Das bedeutet nicht, dass das Schiff ausschließlich im Hafen lag oder keine Übungen absolvierte. Es bedeutet lediglich, dass derzeit kein längerer Auslandseinsatz mit ausreichend belastbaren Einzelangaben für eine historische Dokumentation nachgewiesen werden kann.

Technische Daten

  • Schiffstyp: Fregatte

  • Klasse: Baden-Württemberg-Klasse

  • Klassenbezeichnung: Klasse 125

  • Kennung: F 224

  • Namensgeber: Bundesland Sachsen-Anhalt

  • Kiellegung: 4. Juni 2014

  • Taufe: 4. März 2016

  • Abnahme durch die Bundeswehr: 30. März 2021

  • Indienststellung: 17. Mai 2021

  • Heimathafen: Wilhelmshaven

  • Verbandszugehörigkeit: 4. Fregattengeschwader, Einsatzflottille 2

  • Länge über alles: 149,5 Meter

  • Breite: 18,8 Meter

  • Tiefgang: 5,4 Meter

  • Verdrängung: etwa 7.200 Tonnen

  • Antrieb: CODLAG

  • Gasturbine: eine

  • Dieselmotoren zur Stromerzeugung: vier

  • Elektrofahrmotoren: zwei

  • Gesamtleistung: rund 29.000 Kilowatt

  • Propeller: zwei Verstellpropeller

  • Bugstrahlruder: eines

  • Höchstgeschwindigkeit: mehr als 26 Knoten

  • Stammbesatzung: etwa 126 Personen

  • Bordhubschrauber: bis zu zwei

  • Hauptgeschütz: ein 127-Millimeter-Geschütz

  • Seezielflugkörper: RGM-84 Harpoon

  • Nahbereichsflugabwehr: RIM-116 RAM

  • weitere Bewaffnung: zwei 27-Millimeter-Maschinenkanonen und fünf ferngesteuerte 12,7-Millimeter-Maschinengewehre

  • Täuschkörpersystem: MASS.

Aktueller Status

Die Fregatte SACHSEN-ANHALT befindet sich weiterhin im aktiven Dienst der Deutschen Marine.

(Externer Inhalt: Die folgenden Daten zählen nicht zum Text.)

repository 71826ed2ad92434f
//! xlog CLI
//!
//! Inspects and maintains a commit log directory.

use std::path::{Path, PathBuf};
use std::process::ExitCode;
use std::sync::Arc;

use clap::{Parser, Subcommand};
use tracing_subscriber::{fmt, EnvFilter};
use xlog::commitlog::{Compactor, NamespaceCompactor};
use xlog::offset::{LogOffsetManager, OffsetManager};
use xlog::scheduler::compact_once;
use xlog::{CommitLog, Config, Result, XlogError};

/// xlog CLI
#[derive(Parser, Debug)]
#[command(name = "xlog")]
#[command(about = "Inspect and maintain an xlog commit log")]
#[command(version)]
struct Args {
    /// Path to the commit log directory
    #[arg(short, long)]
    log_dir: PathBuf,

    #[command(subcommand)]
    command: Commands,
}

#[derive(Subcommand, Debug)]
enum Commands {
    /// Print the oldest offset on disk
    Oldest,

    /// Print the offset of the newest entry
    Current,

    /// Print the entry stored at an offset
    Show {
        /// The offset to show
        offset: u64,
    },

    /// List segments with their offsets and sizes
    Segments,

    /// Compact every rotated segment below the safe offset
    Compact {
        /// Oldest offset that must be preserved (defaults to the slowest sink's committed offset)
        #[arg(short, long)]
        safe_offset: Option<u64>,
    },

    /// Inspect consumer offsets
    Offset {
        #[command(subcommand)]
        command: OffsetCommands,
    },
}

#[derive(Subcommand, Debug)]
enum OffsetCommands {
    /// List every consumer and its newest committed offset
    List,

    /// Show the committed offset of every namespace for one consumer
    Show {
        /// The consumer (sink) name
        sink: String,
    },

    /// Remove a consumer's offsets
    Delete {
        /// The consumer (sink) name
        sink: String,
    },
}

fn main() -> ExitCode {
    let filter = EnvFilter::try_from_default_env().unwrap_or_else(|_| EnvFilter::new("warn"));
    fmt().with_env_filter(filter).with_target(true).init();

    let args = Args::parse();
    match run(args) {
        Ok(()) => ExitCode::SUCCESS,
        Err(e) => {
            eprintln!("error: {}", e);
            ExitCode::FAILURE
        }
    }
}

fn run(args: Args) -> Result<()> {
    match args.command {
        Commands::Offset { command } => run_offset(&args.log_dir, &command),
        command => run_log(&args.log_dir, command),
    }
}

fn run_log(log_dir: &Path, command: Commands) -> Result<()> {
    let config = Config::builder().log_dir(log_dir).build();
    let log = CommitLog::with_config(&config)?;

    match command {
        Commands::Oldest => println!("{}", log.oldest_offset()),
        Commands::Current => match log.newest_offset().checked_sub(1) {
            Some(current) => println!("{}", current),
            None => println!("-1"),
        },
        Commands::Show { offset } => {
            let start = i64::try_from(offset).map_err(|_| XlogError::OffsetNotFound(offset))?;
            let mut reader = log.new_reader(start)?;
            let Some((offset, entry)) = reader.next_entry()? else {
                return Err(XlogError::OffsetNotFound(offset));
            };
            println!("{:<10}: {}", "offset", offset);
            println!("{:<10}: {}", "timestamp", entry.timestamp);
            println!("{:<10}: {}", "mode", entry.mode);
            println!("{:<10}: {}", "op", entry.op.to_string().to_uppercase());
            println!("{:<10}: {}", "key", String::from_utf8_lossy(&entry.key));
            println!("{:<10}: {}", "value", String::from_utf8_lossy(&entry.value));
        }
        Commands::Segments => {
            println!("{:<24} {:>20} {:>20} {:>12}", "file", "base_offset", "next_offset", "bytes");
            for segment in log.segments() {
                let path = segment.path();
                let name = path.file_name().map(|n| n.to_string_lossy().into_owned()).unwrap_or_default();
                println!(
                    "{:<24} {:>20} {:>20} {:>12}",
                    name,
                    segment.base_offset(),
                    segment.next_offset(),
                    segment.position()
                );
            }
        }
        Commands::Compact { safe_offset } => {
            let report = match safe_offset {
                Some(safe_offset) => {
                    let segments = log.segments();
                    let rotated = &segments[..segments.len() - 1];
                    NamespaceCompactor::new(&log).compact(safe_offset, rotated)
                }
                // Bounded by what every sink in this directory has committed
                None => compact_once(&log, &open_consumers(log_dir)?),
            };
            for stats in &report.compacted {
                println!(
                    "compacted {:020}: {} -> {} entries, {} bytes saved",
                    stats.base_offset,
                    stats.entries_before,
                    stats.entries_after,
                    stats.bytes_saved()
                );
            }
            for (base_offset, reason) in &report.skipped {
                println!("skipped   {:020}: {:?}", base_offset, reason);
            }
            for (base_offset, e) in &report.failed {
                println!("failed    {:020}: {}", base_offset, e);
            }
        }
        Commands::Offset { command } => return run_offset(log_dir, &command),
    }

    log.close()
}

fn open_consumers(log_dir: &Path) -> Result<Vec<Arc<dyn OffsetManager>>> {
    Ok(LogOffsetManager::open_all(log_dir)?
        .into_iter()
        .map(|manager| Arc::new(manager) as Arc<dyn OffsetManager>)
        .collect())
}

fn run_offset(log_dir: &Path, command: &OffsetCommands) -> Result<()> {
    match command {
        OffsetCommands::List => {
            println!("{:<32} {:>20}", "sink", "offset");
            for name in LogOffsetManager::consumers(log_dir)? {
                let manager = LogOffsetManager::open(log_dir, &name)?;
                let newest = manager
                    .newest_offset()
                    .map(|o| o.to_string())
                    .unwrap_or_else(|| "-1".to_string());
                println!("{:<32} {:>20}", name, newest);
            }
        }
        OffsetCommands::Show { sink } => {
            let manager = LogOffsetManager::open(log_dir, sink)?;
            let mut offsets: Vec<_> = manager.offset_map().into_iter().collect();
            offsets.sort();
            println!("{:<32} {:>20}", "namespace", "offset");
            for (namespace, offset) in offsets {
                println!("{:<32} {:>20}", namespace, offset);
            }
        }
        OffsetCommands::Delete { sink } => {
            LogOffsetManager::delete(log_dir, sink)?;
            println!("OK");
        }
    }
    Ok(())
}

Sie gehört zum 4. Fregattengeschwader in Wilhelmshaven. Da das Schiff aktiv ist, entfallen die Abschnitte Außerdienststellung und Verbleib.

Historische Einordnung

Die SACHSEN-ANHALT ist das erste deutsche Marineschiff dieses Namens und repräsentiert damit einen neuen Traditionsnamen innerhalb der Marine.

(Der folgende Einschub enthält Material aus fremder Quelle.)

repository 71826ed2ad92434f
//! Tests for the entry codec
//!
//! These tests verify:
//! - The exact on-disk byte layout
//! - Attribute packing for every mode/operation
//! - Stream decoding of complete, short and malformed input

use std::io::Cursor;

use xlog::commitlog::{put_offset, read_entry, EntryHeader, LogEntry, Mode, Operation, HEADER_SIZE};
use xlog::XlogError;

fn sample_entry() -> LogEntry {
    LogEntry::new("key", "value", 1491252302, Mode::Copy, Operation::Insert)
}

// =============================================================================
// Layout Tests
// =============================================================================

#[test]
fn test_encode_golden_bytes() {
    let encoded = sample_entry().encode(0);

    let mut expected = vec![0u8; 8]; // offset
    expected.extend_from_slice(&[0, 0, 0, 16]); // size
    expected.extend_from_slice(&[0, 0, 0, 0, 88, 226, 180, 78]); // timestamp
    expected.push(0); // attributes
    expected.extend_from_slice(&[0, 0, 0, 3]);
    expected.extend_from_slice(b"key");
    expected.extend_from_slice(&[0, 0, 0, 5]);
    expected.extend_from_slice(b"value");

    assert_eq!(&encoded[..], &expected[..]);
    assert_eq!(encoded.len(), 37);
    assert_eq!(sample_entry().encoded_len(), 37);
}

#[test]
fn test_encode_offset_is_big_endian() {
    let encoded = sample_entry().encode(0x0102_0304_0506_0708);
    assert_eq!(&encoded[..8], &[1, 2, 3, 4, 5, 6, 7, 8]);
}

#[test]
fn test_size_covers_key_value_block() {
    let entry = LogEntry::new(vec![], vec![], 0, Mode::Copy, Operation::Insert);
    assert_eq!(entry.body_size(), 8);
    assert_eq!(entry.encoded_len(), HEADER_SIZE + 8);

    let entry = LogEntry::new(vec![1u8; 10], vec![2u8; 100], 0, Mode::Copy, Operation::Insert);
    assert_eq!(entry.body_size(), 118);
}

#[test]
fn test_update_operation_sets_attribute_bit() {
    let entry = LogEntry::new("key", "value", 1491252302, Mode::Copy, Operation::Update);
    assert_eq!(entry.attributes(), 4);
    assert_eq!(entry.encode(0)[20], 4);
}

#[test]
fn test_attributes_for_every_combination() {
    let modes = [Mode::Copy, Mode::Sync, Mode::Complete];
    let ops = [
        Operation::Insert,
        Operation::Update,
        Operation::Delete,
        Operation::Command,
        Operation::Noop,
        Operation::Skip,
    ];
    for mode in modes {
        for op in ops {
            let entry = LogEntry::new("ns", "v", 1, mode, op);
            let attributes = entry.attributes();
            assert_eq!(attributes & 0b11, mode as u8);
            assert_eq!((attributes >> 2) & 0b111, op as u8);

            let header = EntryHeader::decode(entry.encode(0)[..HEADER_SIZE].try_into().unwrap());
            assert_eq!(header.mode().unwrap(), mode);
            assert_eq!(header.op().unwrap(), op);
        }
    }
}

#[test]
fn test_put_offset_only_touches_offset_bytes() {
    let mut encoded = sample_entry().encode(7).to_vec();
    let original = encoded.clone();

    put_offset(&mut encoded, 500);

    assert_eq!(&encoded[..8], &500u64.to_be_bytes());
    assert_eq!(&encoded[8..], &original[8..]);
}

// =============================================================================
// Header Tests
// =============================================================================

#[test]
fn test_header_decode() {
    let encoded = sample_entry().encode(42);
    let header = EntryHeader::decode(encoded[..HEADER_SIZE].try_into().unwrap());

    assert_eq!(header.offset, 42);
    assert_eq!(header.size, 16);
    assert_eq!(header.timestamp, 1491252302);
    assert_eq!(header.attributes, 0);
    assert_eq!(header.entry_len(), 37);
    assert!(header.validate().is_ok());
}

#[test]
fn test_header_rejects_unknown_mode() {
    let header = EntryHeader {
        offset: 0,
        size: 8,
        timestamp: 0,
        attributes: 3,
    };
    assert!(matches!(header.validate(), Err(XlogError::MalformedEntry(_))));
}

#[test]
fn test_header_rejects_unknown_operation() {
    let header = EntryHeader {
        offset: 0,
        size: 8,
        timestamp: 0,
        attributes: 6 << 2,
    };
    assert!(matches!(header.validate(), Err(XlogError::MalformedEntry(_))));
}

#[test]
fn test_header_rejects_reserved_bits() {
    let header = EntryHeader {
        offset: 0,
        size: 8,
        timestamp: 0,
        attributes: 0b1000_0000,
    };
    assert!(matches!(header.validate(), Err(XlogError::MalformedEntry(_))));
}

#[test]
fn test_header_rejects_undersized_body() {
    let header = EntryHeader {
        offset: 0,
        size: 7,
        timestamp: 0,
        attributes: 0,
    };
    assert!(matches!(header.validate(), Err(XlogError::MalformedEntry(_))));
}

// =============================================================================
// Stream Decoding Tests
// =============================================================================

#[test]
fn test_read_entry_sequence() {
    let mut bytes = Vec::new();
    bytes.extend_from_slice(&sample_entry().encode(0));
    let second = LogEntry::new("db.users", "{\"id\":1}", 99, Mode::Sync, Operation::Delete);
    bytes.extend_from_slice(&second.encode(1));

    let mut cursor = Cursor::new(bytes);
    assert_eq!(read_entry(&mut cursor).unwrap(), Some((0, sample_entry())));
    assert_eq!(read_entry(&mut cursor).unwrap(), Some((1, second)));
    assert_eq!(read_entry(&mut cursor).unwrap(), None);
}

#[test]
fn test_read_entry_short_header_is_none() {
    let encoded = sample_entry().encode(0);
    let mut cursor = Cursor::new(encoded[..HEADER_SIZE - 1].to_vec());
    assert_eq!(read_entry(&mut cursor).unwrap(), None);
}

#[test]
fn test_read_entry_short_body_is_none() {
    let encoded = sample_entry().encode(0);
    let mut cursor = Cursor::new(encoded[..encoded.len() - 1].to_vec());
    assert_eq!(read_entry(&mut cursor).unwrap(), None);
}

#[test]
fn test_read_entry_inconsistent_lengths() {
    let mut encoded = sample_entry().encode(0).to_vec();
    // key_len claims more bytes than the block holds
    encoded[HEADER_SIZE..HEADER_SIZE + 4].copy_from_slice(&100u32.to_be_bytes());

    let mut cursor = Cursor::new(encoded);
    assert!(matches!(read_entry(&mut cursor), Err(XlogError::MalformedEntry(_))));
}

#[test]
fn test_decode_body_rejects_trailing_bytes() {
    let mut encoded = sample_entry().encode(0).to_vec();
    // Shrink value_len so one byte is left over
    let value_len_pos = HEADER_SIZE + 4 + 3;
    encoded[value_len_pos..value_len_pos + 4].copy_from_slice(&4u32.to_be_bytes());

    let header = EntryHeader::decode(encoded[..HEADER_SIZE].try_into().unwrap());
    let result = LogEntry::decode_body(&header, &encoded[HEADER_SIZE..]);
    assert!(matches!(result, Err(XlogError::MalformedEntry(_))));
}

#[test]
fn test_empty_key_and_value() {
    let entry = LogEntry::new(vec![], vec![], 5, Mode::Complete, Operation::Noop);
    let mut cursor = Cursor::new(entry.encode(3).to_vec());
    assert_eq!(read_entry(&mut cursor).unwrap(), Some((3, entry)));
}

#[test]
fn test_display_names() {
    assert_eq!(Mode::Sync.to_string(), "sync");
    assert_eq!(Operation::Command.to_string(), "command");
}
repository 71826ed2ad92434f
//! Consumer Offset Module
//!
//! Tracks, per sink and per namespace, the newest commit log offset that has
//! been fully delivered.
//!
//! ## Storage
//! Each sink gets its own commit log under `{dir}/__consumer_offsets-{name}`.
//! Every commit is one entry: key = namespace, value = 8-byte big-endian
//! offset. The latest entry for a namespace wins when the map is rebuilt.

mod manager;

pub use manager::{LogOffsetManager, OffsetManager, OFFSET_DIR_PREFIX};

use crate::commitlog::{LogEntry, Mode, Operation};
use crate::error::{Result, XlogError};

/// Width of the encoded offset value
pub(crate) const OFFSET_VALUE_LEN: usize = 8;

/// Offset a sink has finished with for one namespace
#[derive(Debug, Clone, PartialEq, Eq)]
pub struct Offset {
    pub namespace: String,
    pub log_offset: u64,
    pub timestamp: u64,
}

impl Offset {
    pub fn new(namespace: impl Into<String>, log_offset: u64, timestamp: u64) -> Self {
        Self {
            namespace: namespace.into(),
            log_offset,
            timestamp,
        }
    }

    /// The commit log entry persisted for this offset
    pub fn to_entry(&self) -> LogEntry {
        LogEntry::new(
            self.namespace.as_bytes(),
            self.log_offset.to_be_bytes(),
            self.timestamp,
            Mode::Copy,
            Operation::Insert,
        )
    }

    /// Rebuild an offset from a persisted entry
    pub fn from_entry(entry: &LogEntry) -> Result<Self> {
        let value: [u8; OFFSET_VALUE_LEN] = entry.value.as_slice().try_into().map_err(|_| {
            XlogError::MalformedEntry(format!(
                "offset value must be {} bytes, got {}",
                OFFSET_VALUE_LEN,
                entry.value.len()
            ))
        })?;
        let namespace = String::from_utf8(entry.key.clone())
            .map_err(|e| XlogError::MalformedEntry(format!("namespace is not UTF-8: {}", e)))?;
        Ok(Self {
            namespace,
            log_offset: u64::from_be_bytes(value),
            timestamp: entry.timestamp,
        })
    }
}
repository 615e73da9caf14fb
pub mod core;
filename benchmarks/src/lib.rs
//! Input generators shared by the benchmarks.

/// `num_lines` lines of code-like text with some multi-byte chars in each.
pub fn generate_source(num_lines: usize) -> String {
    (0..num_lines)
        .map(|i| format!("    let value_{i} = compute({i}, \"ünïcode\");\n"))
        .collect()
}

/// `num_lines` short lines alternating between `\r\n` and `\n` terminators.
pub fn generate_mixed_terminators(num_lines: usize) -> String {
    (0..num_lines)
        .map(|i| {
            if i % 2 == 0 {
                format!("line {i}\r\n")
            } else {
                format!("line {i}\n")
            }
        })
        .collect()
}
//! Point at an offset inside a text, compiler-diagnostic style.
//!
//! [`locator`] finds line boundaries around a byte position and steps
//! between neighbouring lines; [`renderer`] turns an offset into the target
//! line, a caret-style indicator line and optional context.

pub mod locator;
pub mod renderer;
pub mod utils;

pub use locator::core::LineRange;
pub use locator::error::LocateError;
pub use renderer::core::{OffsetUnit, RenderRequest, Rendered, point_at, render, render_located};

Ihr bisheriger Lebenslauf zeigt zugleich, wie lang der Weg von der industriellen Fertigstellung eines modernen Kriegsschiffes bis zur vollständigen Einsatzbereitschaft sein kann. Mit der Indienststellung allein war die Ausbildung noch nicht abgeschlossen. Erst technische Nachweise, praktische Seeausbildung und Fähigkeitsüberprüfungen machten Schiff und Besatzungen einsatzfähig.

Besondere Bedeutung besitzt die erste vollständige ABC-Abwehrfähigkeitsüberprüfung einer Fregatte der Klasse 125 im Jahr 2023. Sie stellte nicht nur einen Meilenstein für die SACHSEN-ANHALT dar, sondern lieferte wichtige Erfahrungen für alle Schiffe und Besatzungen der Klasse.

Als aktive Einheit ist ihre Geschichte noch am Anfang. Künftige Übungen, Missionen und mögliche Auslandseinsätze werden den Lebenslauf der Fregatte weiter ergänzen.